García Márquez quiere recuperar lo maravilloso, pero sólo lo entenderá a la vuelta del viaje con su madre, ya poseído por el deseo de «escribir o morir». El resto es la preparación necesaria gracias a Faulkner, «el más fiel de mis demonios tutelares», y otros autores norteamericanos (Hemingway, Dos Passos, Steinbeck) más Joyce, Kafka, Sófocles, Manrique, Dumas o V. Woolf; asimismo, observa las opciones literarias del periodismo, «hasta creer que novela y reportaje son hijos de una misma madre», y confirma la «supremacía del cuento sobre la novela» entregándose a la novela corta «La hojarasca» (1955). Pero siguen los problemas: «Era de una pobreza absoluta y de una timidez de codorniz, que trataba de contrarrestar con una altanería insoportable y una franqueza brutal», reconoce. Instalado de forma estable en Bogotá, «la ciudad más triste del mundo», ya será Gabo para todo el mundo, el que concibe «Crónica de una muerte anunciada» en 1953 a partir del homicidio de un médico conocido, aunque tarde casi treinta años en escribirla; el tipo curioso que entrevista en 1955 al único superviviente de un gran naufragio que luego cobrará forma de libro en 1970; el hombre descarriado al que le salva una corresponsalía en Ginebra y una última mirada, antes de ir al aeropuerto, de la que será la mujer de su vida, Mercedes.

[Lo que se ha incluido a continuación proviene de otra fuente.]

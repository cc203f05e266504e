//! Global Application State Store
//!
//! Uses Leptos reactive_stores for fine-grained reactivity. The backend is
//! the source of truth; everything here is a cache refreshed by full
//! refetch after mutations, never patched incrementally.

use leptos::prelude::*;
use reactive_stores::Store;

use crate::models::{AdminProfile, Category, SiteSettings, SubCategory};

/// Global application state with field-level reactivity
#[derive(Clone, Debug, Default, Store)]
pub struct AppState {
    /// Category picker options, shared by the course forms
    pub categories: Vec<Category>,
    /// Subcategory picker options
    pub sub_categories: Vec<SubCategory>,
    /// Site settings record (navbar logo, settings screens)
    pub settings: Option<SiteSettings>,
    /// Signed-in admin profile
    pub profile: Option<AdminProfile>,
}

/// Type alias for the store
pub type AppStore = Store<AppState>;

/// Get the app store from context
pub fn use_app_store() -> AppStore {
    expect_context::<AppStore>()
}

// ========================
// Store Helper Functions
// ========================

pub fn store_set_categories(store: &AppStore, categories: Vec<Category>) {
    *store.categories().write() = categories;
}

pub fn store_set_sub_categories(store: &AppStore, sub_categories: Vec<SubCategory>) {
    *store.sub_categories().write() = sub_categories;
}

pub fn store_set_settings(store: &AppStore, settings: Option<SiteSettings>) {
    *store.settings().write() = settings;
}

pub fn store_set_profile(store: &AppStore, profile: Option<AdminProfile>) {
    *store.profile().write() = profile;
}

Es la honda y triste soledad que llega hasta «El general en su laberinto» (1989) y que había expuesto siete años antes en Estocolmo, al recibir el Premio Nobel, con su discurso «La soledad de América Latina». La soledad del coronel al que nadie le escribe, la de Santiago Nasar el día en que todo el mundo sabe que va a morir menos él, la del dictador que sufre un otoño esperpéntico. La suya, definitiva, ahora.